Laíla analisa o ensaio técnico da Beija-Flor

Após o ensaio técnico da Beija-Flor no Sambódromo, na noite de domingo, o diretor de carnaval da escola, Laíla, conversou com o site CARNAVALESCO. Confira:

O que achou do canto e da evolução:

– Eu não faço ensaio para disputar com ninguém. Faço para melhorar o entrosamento da escola. Venho com a escola grande, não venho com meia dúzia de pessoas, e digo que está ótimo. O carro de som não estava muito bom e a comunidade levou muito bem o samba, bem mesmo, cantaram muito. Isso que importa para mim. Temos um mês para acertar alguns detalhes. As convenções da bateria estavam distantes. Mesmo assim, a escola correspondeu e cantou no tempo certo. Minha comunidade está de parabéns. Lá da frente percebi algo de errado com o carro de som, vamos sentar e conversar. Parecia alguma vaidade, e não somos assim.

Arquibancadas novas

– O meu carnaval foi preparado para os dois lados. Quando surgiu essa ideia de se mexer no Sambódromo, busquei saber como ficaria. A resposta é bem melhor do que quando tínhamos os camarotes.

Parar a escola e observar o canto de cada ala e ver as pessoas indo abraçá-lo no final

– A Beija-Flor é isso.

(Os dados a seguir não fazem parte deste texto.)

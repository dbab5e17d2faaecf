//! Per-connection protocol sessions.
//!
//! One [`Session`] exists per connected client. The network I/O path feeds
//! it raw bytes; a worker drains its request queue and sends responses. The
//! session owns every per-connection buffer: the framing accumulator, the
//! compression scratch, the outgoing staging area, and the pooled request
//! wrappers.
//!
//! Locking: each shared buffer group has exactly one mutex (inbound framer,
//! compression scratch, outgoing staging, request queue), held only for the
//! duration of the mutation and never across a blocking call. The only
//! intentional blocking point is the request-pool acquire, which is how
//! backpressure reaches the producer.

use std::fmt::Write as _;
use std::net::SocketAddr;
use std::sync::atomic::{AtomicBool, Ordering};
use std::sync::{Arc, Mutex, MutexGuard};

use crate::codec::{DeflateCodec, MessageCodec};
use crate::config::Config;
use crate::dispatch::{RequestQueue, ServiceHandler};
use crate::error::{FramewireError, Result};
use crate::pool::{request_pool, PooledRequest, ResourcePool};
use crate::server::{ConnectionId, IoBackend};

use super::framer::{ContentEncoding, Frame, Framer};
use super::guard::BadClientGuard;
use super::{CONTENT_ENCODING, CONTENT_LENGTH, DEFLATE, HEADER_TERMINATOR, UID};

fn lock<'a, T>(mutex: &'a Mutex<T>, what: &str) -> MutexGuard<'a, T> {
    mutex
        .lock()
        .unwrap_or_else(|_| panic!("session {what} mutex poisoned"))
}

/// Staging buffers for outgoing frames, reused across messages.
struct OutgoingBuffers {
    header: String,
    compressed: Vec<u8>,
}

/// Per-connection session and protocol engine.
///
/// Not re-entrant on a single connection's byte stream: exactly one header
/// parse is in flight per session, which the inbound lock enforces.
pub struct Session<C: MessageCodec> {
    id: String,
    conn: ConnectionId,
    peer: SocketAddr,
    codec: Arc<C>,
    handler: Arc<dyn ServiceHandler<C>>,
    io: Arc<dyn IoBackend>,
    inbound: Mutex<Framer>,
    zip: Mutex<DeflateCodec>,
    outbound: Mutex<OutgoingBuffers>,
    queue: RequestQueue<C::Request>,
    requests: ResourcePool<PooledRequest<C::Request>>,
    guard: Mutex<BadClientGuard>,
    /// Peer advertised deflate support; once set it stays set.
    deflate_advertised: AtomicBool,
    /// Session is being torn down; push updates become no-ops.
    invalidating: AtomicBool,
    /// Serializes dispatch so requests complete in submission order even
    /// with several workers calling in.
    dispatch_gate: Mutex<()>,
}

impl<C: MessageCodec> Session<C> {
    /// Create a session for a freshly accepted connection.
    pub fn new(
        conn: ConnectionId,
        peer: SocketAddr,
        codec: Arc<C>,
        handler: Arc<dyn ServiceHandler<C>>,
        io: Arc<dyn IoBackend>,
        config: &Config,
    ) -> Self {
        let limits = config.limits;
        Self {
            id: uuid::Uuid::new_v4().to_string(),
            conn,
            peer,
            codec,
            handler,
            io,
            inbound: Mutex::new(Framer::new(limits.max_header_len, limits.max_message_size)),
            zip: Mutex::new(DeflateCodec::new(limits.max_message_size)),
            outbound: Mutex::new(OutgoingBuffers {
                header: String::with_capacity(limits.max_header_len),
                compressed: Vec::new(),
            }),
            queue: RequestQueue::new(),
            requests: request_pool(
                config.pools.request_pool_initial,
                config.pools.request_pool_max,
            ),
            guard: Mutex::new(BadClientGuard::new(
                limits.max_transmission_errors,
                limits.idle_timeout(),
            )),
            deflate_advertised: AtomicBool::new(false),
            invalidating: AtomicBool::new(false),
            dispatch_gate: Mutex::new(()),
        }
    }

    /// Session id used in logs.
    pub fn id(&self) -> &str {
        &self.id
    }

    /// The connection this session serves.
    pub fn connection(&self) -> ConnectionId {
        self.conn
    }

    /// Remote address of the peer.
    pub fn peer(&self) -> SocketAddr {
        self.peer
    }

    /// Ingest newly delivered bytes from the I/O path.
    ///
    /// Extracts every complete message, inflates deflate bodies, decodes
    /// them, and enqueues the results for dispatch. Returns the number of
    /// requests enqueued. A fatal error means the caller must tear the
    /// connection down; the session is already marked invalidating.
    pub fn feed_bytes(&self, chunk: &[u8]) -> Result<usize> {
        let mut frames = Vec::new();
        {
            let mut framer = lock(&self.inbound, "inbound");
            if let Err(e) = framer.feed(chunk, &mut frames) {
                return Err(self.fatal(e.to_string()));
            }
            if framer.peer_accepts(DEFLATE) {
                self.deflate_advertised.store(true, Ordering::Relaxed);
            }
        }

        let mut enqueued = 0;
        for frame in frames {
            if self.ingest(frame)? {
                enqueued += 1;
            }
        }
        Ok(enqueued)
    }

    /// Decode one complete frame and enqueue it. `Ok(false)` is a locally
    /// recovered decode failure.
    fn ingest(&self, frame: Frame) -> Result<bool> {
        let text = match frame.encoding {
            ContentEncoding::Identity => match std::str::from_utf8(&frame.body) {
                Ok(text) => text.to_owned(),
                Err(_) => return self.decode_failed(frame.uid, "body is not valid UTF-8"),
            },
            ContentEncoding::Deflate => {
                match lock(&self.zip, "zip").decompress(&frame.body) {
                    Ok(text) => text,
                    // A corrupt deflate stream means the byte stream can no
                    // longer be trusted to be self-delimiting.
                    Err(e) => {
                        return Err(self.fatal(format!("content was not encoded properly: {e}")))
                    },
                }
            },
        };

        match self.codec.decode(&text) {
            Ok(request) => {
                lock(&self.guard, "guard").record_valid();
                // Blocks when the pool is exhausted: backpressure from
                // resource scarcity back to the byte producer.
                let mut pooled = self.requests.acquire();
                pooled.load(request, frame.uid);
                self.queue.enqueue(pooled);
                Ok(true)
            },
            Err(e) => self.decode_failed(frame.uid, &e.to_string()),
        }
    }

    fn decode_failed(&self, uid: u64, cause: &str) -> Result<bool> {
        let mut guard = lock(&self.guard, "guard");
        let exhausted = guard.record_failure();
        let count = guard.bad_transmissions();
        drop(guard);

        tracing::warn!(
            session = %self.id,
            peer = %self.peer,
            uid,
            bad_transmissions = count,
            cause,
            "dropping message that could not be decoded"
        );

        if exhausted {
            Err(self.fatal(format!("too many bad transmissions: {count}")))
        } else {
            Ok(false)
        }
    }

    /// Drain the request queue, dispatching each request to the service
    /// handler and framing its response. Requests are serviced one at a
    /// time, in submission order.
    pub fn process_queued_messages(&self) {
        let _gate = lock(&self.dispatch_gate, "dispatch");

        while let Some(mut pooled) = self.queue.dequeue() {
            let uid = pooled.uid();
            let Some(request) = pooled.take_message() else {
                self.recycle(pooled);
                continue;
            };

            match self.handler.perform(request, self.peer) {
                Some(response) => {
                    if let Err(e) = self.send_response(uid, &response) {
                        tracing::warn!(
                            session = %self.id,
                            peer = %self.peer,
                            uid,
                            error = %e,
                            "failed to frame response"
                        );
                    }
                },
                None => {
                    // Fire-and-forget message; nothing goes back.
                    tracing::debug!(session = %self.id, uid, "handler produced no response");
                },
            }

            self.recycle(pooled);
        }
    }

    fn recycle(&self, mut pooled: PooledRequest<C::Request>) {
        if pooled.is_disposable() {
            pooled.clear();
            self.requests.release(pooled);
        } else {
            // Retained by the application; the wrapper leaves the pool's
            // accounting via an explicit release of a fresh one.
            self.requests.release(PooledRequest::new());
        }
    }

    /// Frame a response to a dispatched request, echoing its uid.
    fn send_response(&self, uid: u64, response: &C::Response) -> Result<()> {
        let text = self.codec.encode(response)?;
        self.frame_outgoing(Some(uid), &text)
    }

    /// Frame a server-initiated push message outside the request/response
    /// cycle. No-op once the session is marked for teardown.
    pub fn push_update(&self, update: &C::Response) -> Result<()> {
        if self.invalidating.load(Ordering::Relaxed) {
            return Ok(());
        }
        let text = self.codec.encode(update)?;
        self.frame_outgoing(None, &text)
    }

    /// Build header + body into a pooled buffer and hand it to the write
    /// path. Compresses when the peer has advertised deflate support.
    fn frame_outgoing(&self, uid: Option<u64>, text: &str) -> Result<()> {
        let use_deflate = self.deflate_advertised.load(Ordering::Relaxed);
        let mut out = lock(&self.outbound, "outbound");
        let OutgoingBuffers { header, compressed } = &mut *out;

        let body_len = if use_deflate {
            lock(&self.zip, "zip").compress(text, compressed)?;
            compressed.len()
        } else {
            text.len()
        };

        header.clear();
        let _ = write!(header, "{CONTENT_LENGTH}:{body_len}");
        if let Some(uid) = uid {
            let _ = write!(header, "\r\n{UID}:{uid}");
        }
        if use_deflate {
            let _ = write!(header, "\r\n{CONTENT_ENCODING}:{DEFLATE}");
        }
        header.push_str(HEADER_TERMINATOR);

        let mut buffer = self.io.acquire_buffer();
        buffer.clear();
        buffer.extend_from_slice(header.as_bytes());
        if use_deflate {
            buffer.extend_from_slice(compressed);
        } else {
            buffer.extend_from_slice(text.as_bytes());
        }

        self.io.enqueue_for_write(self.conn, buffer);
        Ok(())
    }

    /// Is at least one decoded request waiting for dispatch?
    pub fn message_waiting(&self) -> bool {
        self.queue.message_waiting()
    }

    /// Consecutive decode failures since the last valid message.
    pub fn bad_transmissions(&self) -> u32 {
        lock(&self.guard, "guard").bad_transmissions()
    }

    /// Has the idle watchdog expired for this session?
    pub fn idle_expired(&self) -> bool {
        lock(&self.guard, "guard").idle_expired()
    }

    /// True once the session has been marked for teardown.
    pub fn is_invalidating(&self) -> bool {
        self.invalidating.load(Ordering::Relaxed)
    }

    /// Mark the session for teardown and force-clear its queue, recycling
    /// every pooled wrapper.
    pub fn invalidate(&self) {
        self.invalidating.store(true, Ordering::Relaxed);
        for mut pooled in self.queue.drain() {
            pooled.clear();
            self.requests.release(pooled);
        }
    }

    fn fatal(&self, reason: String) -> FramewireError {
        self.invalidate();
        FramewireError::BadClient {
            peer: self.peer,
            reason,
        }
    }
}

Eu puxo orelha, sou bronco, mas sou exigente no trabalho. Pode ir à escola ou ao barracão, eu não maltrato ninguém. Eu não chamo atenção por chamar, eu falo o que está acontecendo de errado. Por que eu tenho essa bateria maravilhosa? Porque coloquei na cabeça deles que ali é coletivo e não apenas uma única pessoa. Ninguém tem capricho.